According to this argument, it is immoral to use an organ in
a way that violates its principal purpose. This is the most
common suggestion among Muslim scholars concerning the
meaning of “natural” in this context.
However, there are some problems here:
First, many of our organs have multiple purposes. You can
use your mouth for talking, eating, breathing, licking
stamps, chewing gum, etc. Which one is the principal
purpose? Just because people can and do use their sexual
organs to procreate, it does not follow that they should not
use them for other purposes. Sexual organs seem very well
suited for expressing love, for giving and receiving
pleasure, and for celebrating, replenishing, and enhancing a
relationship- even when procreation is not a factor.
Second, are opponents of homosexuality prepared to condemn
heterosexual couples who use contraception? If the main
purpose of the sexual organs is nothing but procreation,
then it seems that all heterosexual conducts that are not
aimed at, or do not lead to, procreation must be condemned.
Does it mean sterile couples should not have sex? How about
sex during pregnancy? None of these sexual conducts can lead
to procreation. It seems that intimacy and pleasure are
morally legitimate purposes for sex, even in cases where
procreation is impossible. But since homosexual sex can
achieve these purposes as well, it cannot be condemned on
the grounds that it is not procreative.
5. What is disgusting or offensive is
unnatural. It often seems that when people call
homosexuality "unnatural" they really just mean that it is
disgusting. But plenty of morally neutral activities disgust
some people, activities such as handling snakes, eating
snail, performing autopsies, cleaning toilets, and so on.

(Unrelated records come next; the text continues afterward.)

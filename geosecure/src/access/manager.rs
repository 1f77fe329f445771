// Copyright (c) 2024-2025 DeepGraph Inc.
// SPDX-License-Identifier: Apache-2.0
//
//! Resource access manager
//!
//! Answers whether an authentication may read, write or administer a
//! catalog object. Decisions come from an immutable [`AccessState`] (rule
//! tree plus layer group containment index). The state is rebuilt off to the
//! side whenever the data rules or the catalog change and then swapped in, so
//! concurrent callers see either the old or the new state, never a mix.
//!
//! Layer group containment only gates READ access of objects addressed
//! directly while serving WMS (or no OWS service at all):
//!
//! - an object inside no structural group is reachable,
//! - otherwise it is reachable through any one of its groups:
//!   opaque containers never lead anywhere, containers lead on when the
//!   group is readable and itself reachable, named and EO groups lead on
//!   when they are reachable.

use super::containment::{GroupSummary, LayerGroupContainmentCache};
use super::filter::SecurityFilterBuilder;
use super::limits::{DataAccessLimits, WorkspaceAccessLimits};
use super::tree::SecureTree;
use crate::auth::{Authentication, SecurityContext};
use crate::catalog::{
    Catalog, CatalogEvent, CatalogInfo, CatalogListener, Filter, InfoType, LayerGroupInfo,
    LayerGroupMode, LayerInfo, PublishedRef, ResourceInfo, StoreInfo, StyleInfo, WorkspaceInfo,
};
use crate::config::{LayerGroupVisibility, SecurityConfig};
use crate::rules::{AccessMode, CatalogMode, DataAccessRuleDao};
use parking_lot::RwLock;
use std::collections::HashSet;
use std::sync::atomic::{AtomicU64, Ordering};
use std::sync::{Arc, Weak};

/// Access decisions over catalog objects
pub trait ResourceAccessManager: Send + Sync {
    fn is_admin(&self, auth: &Authentication) -> bool;

    fn catalog_mode(&self) -> CatalogMode;

    fn layer_group_visibility(&self) -> LayerGroupVisibility;

    fn can_access_workspace(&self, ctx: &SecurityContext, workspace: &WorkspaceInfo, mode: AccessMode) -> bool;

    fn can_access_store(&self, ctx: &SecurityContext, store: &StoreInfo, mode: AccessMode) -> bool;

    fn can_access_resource(&self, ctx: &SecurityContext, resource: &ResourceInfo, mode: AccessMode) -> bool;

    fn can_access_layer(&self, ctx: &SecurityContext, layer: &LayerInfo, mode: AccessMode) -> bool;

    fn can_access_layer_group(&self, ctx: &SecurityContext, group: &LayerGroupInfo, mode: AccessMode) -> bool;

    fn can_access_style(&self, ctx: &SecurityContext, style: &StyleInfo) -> bool;

    /// Access to a layer or group reached through a parent group, skipping
    /// containment checks
    fn can_access_member(&self, ctx: &SecurityContext, member: &CatalogInfo, mode: AccessMode) -> bool;

    fn workspace_limits(&self, ctx: &SecurityContext, workspace: &WorkspaceInfo) -> Option<WorkspaceAccessLimits>;

    fn data_limits(&self, ctx: &SecurityContext, info: &CatalogInfo) -> Option<DataAccessLimits>;

    /// Predicate selecting exactly the objects of `info_type` readable in
    /// `ctx`
    fn security_filter(&self, ctx: &SecurityContext, info_type: InfoType) -> Filter;

    /// Dispatch on the object type
    fn can_access(&self, ctx: &SecurityContext, info: &CatalogInfo, mode: AccessMode) -> bool {
        match info {
            CatalogInfo::Workspace(ws) => self.can_access_workspace(ctx, ws, mode),
            CatalogInfo::Store(store) => self.can_access_store(ctx, store, mode),
            CatalogInfo::Resource(resource) => self.can_access_resource(ctx, resource, mode),
            CatalogInfo::Layer(layer) => self.can_access_layer(ctx, layer, mode),
            CatalogInfo::LayerGroup(group) => self.can_access_layer_group(ctx, group, mode),
            CatalogInfo::Style(style) => mode == AccessMode::Read && self.can_access_style(ctx, style),
        }
    }
}

/// Everything a decision needs, frozen at one rule revision and catalog
/// generation
#[derive(Debug)]
pub struct AccessState {
    pub tree: SecureTree,
    pub containment: LayerGroupContainmentCache,
    rules_revision: u64,
    catalog_generation: u64,
}

impl AccessState {
    fn is_older_than(&self, rules_revision: u64, catalog_generation: u64) -> bool {
        self.rules_revision < rules_revision || self.catalog_generation < catalog_generation
    }

    /// Whether `member` can be addressed on its own
    pub fn is_reachable(&self, auth: &Authentication, member: &PublishedRef) -> bool {
        let mut visiting = HashSet::new();
        self.reachable(auth, member, &mut visiting)
    }

    fn reachable(&self, auth: &Authentication, member: &PublishedRef, visiting: &mut HashSet<String>) -> bool {
        let containers = self.containment.structural_containers(member);
        if containers.is_empty() {
            return true;
        }
        containers
            .into_iter()
            .any(|group| self.leads_to(auth, group, visiting))
    }

    fn leads_to(&self, auth: &Authentication, group: &GroupSummary, visiting: &mut HashSet<String>) -> bool {
        if !visiting.insert(group.id.clone()) {
            return false;
        }
        let through = PublishedRef::Group(group.id.clone());
        match group.mode {
            LayerGroupMode::OpaqueContainer => false,
            LayerGroupMode::Container => {
                self.tree.can_access(auth, &group.tree_path(), AccessMode::Read)
                    && self.reachable(auth, &through, visiting)
            }
            LayerGroupMode::Named | LayerGroupMode::Eo | LayerGroupMode::Single => {
                self.reachable(auth, &through, visiting)
            }
        }
    }

    /// Tree decision for a layer or resource path
    pub fn layer_allowed(&self, auth: &Authentication, workspace: &str, name: &str, mode: AccessMode) -> bool {
        self.tree.can_access(auth, &[workspace, name], mode)
    }

    /// Tree decision for a group, plus the EO root layer requirement
    pub fn group_allowed(&self, auth: &Authentication, group: &LayerGroupInfo, catalog: &dyn Catalog, mode: AccessMode) -> bool {
        let path: Vec<&str> = match &group.workspace {
            Some(ws) => vec![ws.as_str(), group.name.as_str()],
            None => vec![group.name.as_str()],
        };
        if !self.tree.can_access(auth, &path, mode) {
            return false;
        }
        if group.mode == LayerGroupMode::Eo && mode == AccessMode::Read {
            if let Some(root) = group.root_layer.as_deref().and_then(|id| catalog.layer(id)) {
                return self.layer_allowed(auth, root.workspace(), root.name(), AccessMode::Read);
            }
        }
        true
    }
}
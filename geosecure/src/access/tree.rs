// Copyright (c) 2024-2025 DeepGraph Inc.
// SPDX-License-Identifier: Apache-2.0
//
//! Rule tree mirroring the workspace/layer hierarchy
//!
//! The root holds `*.*` rules, its children workspaces (and global layer
//! groups), their children layers and workspace groups. A node without a
//! rule for a mode inherits the nearest ancestor's roles; the root without a
//! rule grants everything.

use crate::auth::{Authentication, ANY_ROLE};
use crate::rules::{AccessMode, AccessRule, DataAccessRule, ANY};
use std::collections::{BTreeMap, BTreeSet};

#[derive(Debug, Clone, Default, PartialEq, Eq)]
pub struct SecureTreeNode {
    authorized_roles: BTreeMap<AccessMode, BTreeSet<String>>,
    children: BTreeMap<String, SecureTreeNode>,
}

impl SecureTreeNode {
    pub fn child(&self, name: &str) -> Option<&SecureTreeNode> {
        self.children.get(name)
    }

    pub fn children(&self) -> impl Iterator<Item = (&str, &SecureTreeNode)> {
        self.children.iter().map(|(k, v)| (k.as_str(), v))
    }

    /// Roles set by a rule on this very node
    pub fn authorized_roles(&self, mode: AccessMode) -> Option<&BTreeSet<String>> {
        self.authorized_roles.get(&mode)
    }

    /// Decision of this node's own rule, `None` when it has none for `mode`
    pub fn explicit_decision(&self, auth: &Authentication, mode: AccessMode) -> Option<bool> {
        self.authorized_roles(mode)
            .map(|roles| roles.contains(ANY_ROLE) || auth.has_any_authority(roles))
    }

    fn child_or_insert(&mut self, name: &str) -> &mut SecureTreeNode {
        self.children.entry(name.to_string()).or_default()
    }
}

#[derive(Debug, Clone, PartialEq, Eq)]
pub struct SecureTree {
    root: SecureTreeNode,
    admin_role: String,
}

impl SecureTree {
    /// Build the tree; when two rules land on the same node and mode the
    /// later one wins
    pub fn build(rules: &[DataAccessRule], admin_role: &str) -> Self {
        let mut root = SecureTreeNode::default();
        for rule in rules {
            let mut node = &mut root;
            if rule.root() != ANY {
                node = node.child_or_insert(rule.root());
                if let Some(layer) = rule.layer() {
                    if layer != ANY {
                        node = node.child_or_insert(layer);
                    }
                }
            }
            let previous = node
                .authorized_roles
                .insert(rule.access_mode(), rule.roles().clone());
            if previous.is_some() {
                log::warn!(
                    "Rule {} overrides an earlier rule for the same {} node",
                    rule,
                    rule.access_mode()
                );
            }
        }
        if !root.authorized_roles.contains_key(&AccessMode::Admin) {
            root.authorized_roles
                .insert(AccessMode::Admin, BTreeSet::from([admin_role.to_string()]));
        }
        Self {
            root,
            admin_role: admin_role.to_string(),
        }
    }

    pub fn root(&self) -> &SecureTreeNode {
        &self.root
    }

    pub fn admin_role(&self) -> &str {
        &self.admin_role
    }

    pub fn is_admin(&self, auth: &Authentication) -> bool {
        auth.has_authority(&self.admin_role)
    }

    /// Nodes from the root down to the deepest existing node along `path`
    pub fn node_chain(&self, path: &[&str]) -> Vec<&SecureTreeNode> {
        let mut chain = vec![&self.root];
        let mut node = &self.root;
        for segment in path {
            match node.child(segment) {
                Some(child) => {
                    chain.push(child);
                    node = child;
                }
                None => break,
            }
        }
        chain
    }

    /// Decision for `path` ignoring the administrator bypass
    pub fn decide(&self, auth: &Authentication, path: &[&str], mode: AccessMode) -> bool {
        self.node_chain(path)
            .iter()
            .rev()
            .find_map(|node| node.explicit_decision(auth, mode))
            .unwrap_or(true)
    }

    pub fn can_access(&self, auth: &Authentication, path: &[&str], mode: AccessMode) -> bool {
        self.is_admin(auth) || self.decide(auth, path, mode)
    }
}
// Copyright (c) 2024-2025 DeepGraph Inc.
// SPDX-License-Identifier: Apache-2.0
//
//! GeoSecure - resource access control for geospatial catalogs
//!
//! GeoSecure decides, per user and per operation, whether catalog objects
//! (workspaces, stores, resources, layers, layer groups and styles) may be
//! read, written or administered, and enforces those decisions over catalog
//! access.
//!
//! # Features
//!
//! - **Property file rules**: `workspace.layer.mode=roles` data rules,
//!   `service.method=roles` service rules and `path;METHODS=roles` REST rules
//! - **Rule tree**: most specific rule wins, unspecified nodes inherit
//! - **Layer group containment**: named, container, opaque and EO groups
//!   gate direct access to their members while serving WMS
//! - **Catalog modes**: hide, challenge or mixed treatment of denied objects
//! - **Security filters**: predicates for bulk listings that agree with the
//!   per object decisions
//! - **Role closure**: role hierarchy and group inherited roles
//!
//! # Usage
//!
//! ```ignore
//! let catalog = Arc::new(MemoryCatalog::from_json_file(path)?);
//! let security = GeoSecurity::from_config(SecurityConfig::with_data_dir("security"), catalog)?;
//! let ctx = SecurityContext::new(Authentication::anonymous(), RequestContext::ows("WMS", "GetMap"));
//! let states = security.catalog().layer_by_name(&ctx, "topp", "states");
//! ```

pub mod access;
pub mod auth;
pub mod catalog;
pub mod config;
pub mod roles;
pub mod rules;
pub mod secure;
pub mod security;

pub use access::{DefaultResourceAccessManager, ResourceAccessManager};
pub use auth::{Authentication, RequestContext, SecurityContext};
pub use config::{LayerGroupVisibility, SecurityConfig};
pub use rules::{AccessMode, CatalogMode};
pub use secure::{SecureCatalog, Secured, SecurityError};
pub use security::GeoSecurity;

/// GeoSecure version
pub const VERSION: &str = env!("CARGO_PKG_VERSION");
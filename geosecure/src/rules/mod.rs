// Copyright (c) 2024-2025 DeepGraph Inc.
// SPDX-License-Identifier: Apache-2.0
//
//! Access rules: data, service and REST rule families and their stores

pub mod access_mode;
pub mod api;
pub mod dao;
pub mod data_dao;
pub mod data_rule;
pub mod error;
pub mod properties;
pub mod rename;
pub mod rest_dao;
pub mod rest_rule;
pub mod service_dao;
pub mod service_rule;

pub use access_mode::{AccessMode, CatalogMode};
pub use api::{RuleApi, RuleApiError, RuleApiResult, RuleOutcome};
pub use dao::{AccessRule, AccessRuleDao, RuleSnapshot, DEFAULT_CHECK_INTERVAL};
pub use data_dao::DataAccessRuleDao;
pub use data_rule::{DataAccessRule, ANY, MODE_KEY};
pub use error::{RuleError, RuleResult};
pub use properties::PropertyList;
pub use rename::RuleRenameListener;
pub use rest_dao::{RestAccessRuleDao, IS_AUTHENTICATED_ANONYMOUSLY, IS_AUTHENTICATED_FULLY};
pub use rest_rule::{HttpMethod, RestAccessRule};
pub use service_dao::ServiceAccessRuleDao;
pub use service_rule::ServiceAccessRule;
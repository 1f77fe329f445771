// Copyright (c) 2024-2025 DeepGraph Inc.
// SPDX-License-Identifier: Apache-2.0
//
//! GeoSecure CLI entry point

use clap::Parser;
use colored::Colorize;

mod cli;
use cli::{CheckOptions, Cli, Commands};

fn main() -> Result<(), Box<dyn std::error::Error>> {
    let cli = Cli::parse();

    let log_level = if cli.verbose {
        log::LevelFilter::Debug
    } else if let Some(level) = cli.log_level {
        level.to_level_filter()
    } else {
        // RUST_LOG can still raise this
        log::LevelFilter::Warn
    };

    env_logger::Builder::from_default_env()
        .filter_level(log_level)
        .init();

    match cli.command {
        Commands::Version => {
            println!("{} {}", "GeoSecure".bold().green(), geosecure::VERSION);
            println!("Resource access control for geospatial catalogs");
            Ok(())
        }

        Commands::Check {
            data_dir,
            catalog,
            user,
            roles,
            object,
            name,
            service,
            request,
            admin_request,
            format,
        } => cli::handle_check(CheckOptions {
            data_dir,
            catalog,
            user,
            roles,
            object,
            name,
            service,
            request,
            admin_request,
            format,
        }),

        Commands::Rules {
            data_dir,
            kind,
            format,
        } => cli::handle_rules(data_dir, kind, format),

        Commands::Validate { data_dir, catalog } => cli::handle_validate(data_dir, catalog),
    }
}
// Copyright (c) 2024-2025 DeepGraph Inc.
// SPDX-License-Identifier: Apache-2.0
//
//! Index of which layer groups contain which layers and groups
//!
//! Built from a catalog in one pass and rebuilt with the rule tree whenever
//! the catalog changes.

use crate::catalog::{Catalog, LayerGroupInfo, LayerGroupMode, PublishedRef};
use std::collections::{HashMap, HashSet};

#[derive(Debug, Clone, PartialEq, Eq)]
pub struct GroupSummary {
    pub id: String,
    pub name: String,
    pub workspace: Option<String>,
    pub mode: LayerGroupMode,
}

impl GroupSummary {
    fn new(group: &LayerGroupInfo) -> Self {
        Self {
            id: group.id.clone(),
            name: group.name.clone(),
            workspace: group.workspace.clone(),
            mode: group.mode,
        }
    }

    /// Path of the group in the rule tree
    pub fn tree_path(&self) -> Vec<&str> {
        match &self.workspace {
            Some(ws) => vec![ws.as_str(), self.name.as_str()],
            None => vec![self.name.as_str()],
        }
    }
}

#[derive(Debug, Clone, Default)]
pub struct LayerGroupContainmentCache {
    groups: HashMap<String, GroupSummary>,
    parents: HashMap<PublishedRef, Vec<String>>,
    resource_layers: HashMap<String, Vec<String>>,
}

impl LayerGroupContainmentCache {
    pub fn build(catalog: &dyn Catalog) -> Self {
        let mut cache = Self::default();
        for layer in catalog.layers() {
            cache
                .resource_layers
                .entry(layer.resource.id.clone())
                .or_default()
                .push(layer.id.clone());
        }
        for group in catalog.layer_groups() {
            for member in &group.layers {
                let parents = cache.parents.entry(member.clone()).or_default();
                if !parents.contains(&group.id) {
                    parents.push(group.id.clone());
                }
            }
            cache.groups.insert(group.id.clone(), GroupSummary::new(&group));
        }
        log::debug!(
            "Built layer group containment cache: {} groups, {} contained items",
            cache.groups.len(),
            cache.parents.len()
        );
        cache
    }

    pub fn group(&self, id: &str) -> Option<&GroupSummary> {
        self.groups.get(id)
    }

    /// Groups listing `member` directly, in any mode
    pub fn direct_containers(&self, member: &PublishedRef) -> Vec<&GroupSummary> {
        self.parents
            .get(member)
            .into_iter()
            .flatten()
            .filter_map(|id| self.groups.get(id))
            .collect()
    }

    /// Groups structurally containing `member`
    ///
    /// Single mode groups are transparent: their own containers stand in
    /// for them.
    pub fn structural_containers(&self, member: &PublishedRef) -> Vec<&GroupSummary> {
        let mut result = Vec::new();
        let mut seen = HashSet::new();
        self.collect_structural(member, &mut result, &mut seen);
        result
    }

    fn collect_structural<'a>(
        &'a self,
        member: &PublishedRef,
        result: &mut Vec<&'a GroupSummary>,
        seen: &mut HashSet<String>,
    ) {
        for group in self.direct_containers(member) {
            if !seen.insert(group.id.clone()) {
                continue;
            }
            if group.mode.is_structural() {
                result.push(group);
            } else {
                self.collect_structural(&PublishedRef::Group(group.id.clone()), result, seen);
            }
        }
    }

    /// Layers publishing a resource
    pub fn layers_for_resource(&self, resource_id: &str) -> &[String] {
        self.resource_layers
            .get(resource_id)
            .map(Vec::as_slice)
            .unwrap_or(&[])
    }
}
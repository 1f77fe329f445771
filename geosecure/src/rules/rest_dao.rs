// Copyright (c) 2024-2025 DeepGraph Inc.
// SPDX-License-Identifier: Apache-2.0
//
//! REST rule store and first-match path checks

use super::dao::{AccessRule, AccessRuleDao};
use super::rest_rule::{HttpMethod, RestAccessRule};
use crate::auth::{Authentication, ANY_ROLE};

pub type RestAccessRuleDao = AccessRuleDao<RestAccessRule>;

/// Role value granting access to everybody, anonymous users included
pub const IS_AUTHENTICATED_ANONYMOUSLY: &str = "IS_AUTHENTICATED_ANONYMOUSLY";

/// Role value granting access to any logged in user
pub const IS_AUTHENTICATED_FULLY: &str = "IS_AUTHENTICATED_FULLY";

impl AccessRuleDao<RestAccessRule> {
    /// First rule, in file order, covering the request
    pub fn matching_rule(&self, path: &str, method: HttpMethod) -> Option<RestAccessRule> {
        self.snapshot()
            .rules()
            .iter()
            .find(|r| r.matches(path, method))
            .cloned()
    }

    /// Whether `auth` may send `method` to `path`
    ///
    /// Requests no rule covers are reserved to `admin_role`.
    pub fn can_access(
        &self,
        auth: &Authentication,
        path: &str,
        method: HttpMethod,
        admin_role: &str,
    ) -> bool {
        match self.matching_rule(path, method) {
            None => auth.has_authority(admin_role),
            Some(rule) => {
                let roles = rule.roles();
                roles.contains(ANY_ROLE)
                    || roles.contains(IS_AUTHENTICATED_ANONYMOUSLY)
                    || (roles.contains(IS_AUTHENTICATED_FULLY) && !auth.is_anonymous())
                    || auth.has_any_authority(roles)
            }
        }
    }
}
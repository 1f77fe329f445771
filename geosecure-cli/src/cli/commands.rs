// Copyright (c) 2024-2025 DeepGraph Inc.
// SPDX-License-Identifier: Apache-2.0
//
//! Command line definitions

use clap::{Parser, Subcommand, ValueEnum};
use std::path::PathBuf;

#[derive(Parser, Debug)]
#[command(name = "geosecure")]
#[command(about = "Validate and query GeoSecure access rules", long_about = None)]
#[command(version)]
pub struct Cli {
    #[command(subcommand)]
    pub command: Commands,

    /// Enable debug logging
    #[arg(short, long, global = true)]
    pub verbose: bool,

    /// Log level (error, warn, info, debug, trace)
    #[arg(long, global = true)]
    pub log_level: Option<log::Level>,
}

#[derive(Subcommand, Debug)]
pub enum Commands {
    /// Show version information
    Version,

    /// Decide whether a user may access a catalog object
    Check {
        /// Directory holding layers.properties, services.properties and rest.properties
        #[arg(short, long)]
        data_dir: PathBuf,

        /// JSON catalog snapshot
        #[arg(short, long)]
        catalog: PathBuf,

        /// User name, anonymous when omitted
        #[arg(short, long)]
        user: Option<String>,

        /// Role granted to the user (repeatable)
        #[arg(short, long = "role")]
        roles: Vec<String>,

        /// Kind of object
        #[arg(short, long, value_enum)]
        object: ObjectKind,

        /// Object name, `workspace:name` for workspace scoped objects
        name: String,

        /// OWS service being served (WMS, WFS, ...)
        #[arg(long)]
        service: Option<String>,

        /// OWS request being served (GetMap, GetCapabilities, ...)
        #[arg(long, requires = "service")]
        request: Option<String>,

        /// Treat the request as an administrative one
        #[arg(long, conflicts_with = "service")]
        admin_request: bool,

        /// Output format
        #[arg(short, long, value_enum, default_value = "table")]
        format: OutputFormat,
    },

    /// Print the normalized rules of a data directory
    Rules {
        #[arg(short, long)]
        data_dir: PathBuf,

        /// Rule family to print
        #[arg(short, long, value_enum, default_value = "data")]
        kind: RuleKind,

        #[arg(short, long, value_enum, default_value = "table")]
        format: OutputFormat,
    },

    /// Report malformed rules and rules referring to missing catalog objects
    Validate {
        #[arg(short, long)]
        data_dir: PathBuf,

        /// JSON catalog snapshot to check references against
        #[arg(short, long)]
        catalog: Option<PathBuf>,
    },
}

#[derive(ValueEnum, Clone, Copy, Debug, PartialEq, Eq)]
pub enum OutputFormat {
    Table,
    Json,
}

#[derive(ValueEnum, Clone, Copy, Debug, PartialEq, Eq)]
pub enum RuleKind {
    Data,
    Service,
    Rest,
}

#[derive(ValueEnum, Clone, Copy, Debug, PartialEq, Eq)]
pub enum ObjectKind {
    Workspace,
    Store,
    Resource,
    Layer,
    Group,
    Style,
}
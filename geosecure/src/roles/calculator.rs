// Copyright (c) 2024-2025 DeepGraph Inc.
// SPDX-License-Identifier: Apache-2.0
//
//! Computes the full set of roles a user holds
//!
//! The closure starts from the user's direct roles and the roles of every
//! enabled group the user belongs to, adds all their ancestors, maps the
//! service's local admin roles onto the global ones, personalizes template
//! properties and finally adds [`ROLE_AUTHENTICATED`].

use super::error::RoleResult;
use super::hierarchy::RoleHierarchyHelper;
use super::model::Role;
use super::service::{RoleService, UserGroupService};
use crate::auth::{Authentication, ROLE_ADMINISTRATOR, ROLE_AUTHENTICATED, ROLE_GROUP_ADMIN};
use std::collections::BTreeSet;
use std::sync::Arc;

pub struct RoleCalculator {
    role_service: Arc<dyn RoleService>,
    user_group_service: Option<Arc<dyn UserGroupService>>,
}

impl RoleCalculator {
    pub fn new(role_service: Arc<dyn RoleService>) -> Self {
        Self {
            role_service,
            user_group_service: None,
        }
    }

    pub fn with_user_group_service(mut self, service: Arc<dyn UserGroupService>) -> Self {
        self.user_group_service = Some(service);
        self
    }

    pub fn calculate_roles(&self, username: &str) -> RoleResult<BTreeSet<Role>> {
        let mut roles: BTreeSet<Role> = self.role_service.roles_for_user(username);

        if let Some(ugs) = &self.user_group_service {
            for group in ugs.groups_for_user(username) {
                if group.is_enabled() {
                    roles.extend(self.role_service.roles_for_group(group.name()));
                } else {
                    log::debug!("Skipping roles of disabled group {}", group.name());
                }
            }
        }

        let helper = RoleHierarchyHelper::new(self.role_service.parent_mappings());
        let mut inherited = Vec::new();
        for role in &roles {
            if !helper.contains_role(role.name()) {
                continue;
            }
            for ancestor in helper.ancestors(role.name())? {
                match self.role_service.role(&ancestor) {
                    Some(parent) => inherited.push(parent),
                    None => inherited.push(Role::new(&ancestor)),
                }
            }
        }
        roles.extend(inherited);

        let holds = |local: Option<String>, roles: &BTreeSet<Role>| {
            local.is_some_and(|name| roles.iter().any(|r| r.name() == name))
        };
        if holds(self.role_service.admin_role(), &roles) {
            roles.insert(Role::new(ROLE_ADMINISTRATOR));
        }
        if holds(self.role_service.group_admin_role(), &roles) {
            roles.insert(Role::new(ROLE_GROUP_ADMIN));
        }

        if let Some(user) = self
            .user_group_service
            .as_ref()
            .and_then(|ugs| ugs.user(username))
        {
            roles = roles
                .into_iter()
                .map(|role| role.personalize(&user).unwrap_or(role))
                .collect();
        }

        roles.insert(Role::new(ROLE_AUTHENTICATED));
        Ok(roles)
    }

    /// Role names of [`Self::calculate_roles`]
    pub fn calculate_authorities(&self, username: &str) -> RoleResult<BTreeSet<String>> {
        Ok(self
            .calculate_roles(username)?
            .into_iter()
            .map(|r| r.name().to_string())
            .collect())
    }

    /// Authentication carrying the user's full role closure
    pub fn authentication(&self, username: &str) -> RoleResult<Authentication> {
        Ok(Authentication::user(username, self.calculate_authorities(username)?))
    }
}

Indeed, for centuries, most people found interracial
relationships disgusting, yet that feeling hardly proves
that such relationships are wrong.
(3)
How about the premise
(4)?
First, we need to understand this premise. This premise
expresses a certain connection between morality and
religion. How should we interpret it? In fact, the relation
between morality and religion has been a matter of great
controversy in the history of Islamic thought. In general,
there are two major theological schools in the history of
Islamic thought: Mu'tazila, and Ash'aryya. These two schools
vastly disagreed on many issues including the relation
between goodness/badness of actions on one hand, and God'
will or commands on the other hand.
Mu'tazilites held that good and evil are objective and that
the moral values of actions are intrinsic to them and can be
discerned by human reason. Hence, God's justice obliged Him
to act in accordance with the moral law. For instance, he is
thus bound to stand by his promise to reward the righteous
with paradise, and his threat to punish the wicked with
hellfire. Many of Mu'tazilites held that the principle of
justice made it always requisite for God to do for people
what was to their greatest advantage. (Of course, some
others believe that this is not a requirement of justice but
"the principle of grace" (Qaede Lotf).)
But for Ash'ari, divine justice is a matter of faith. We
know the difference between good and evil solely because of
God's revelation, and not by the exercise of our own reason.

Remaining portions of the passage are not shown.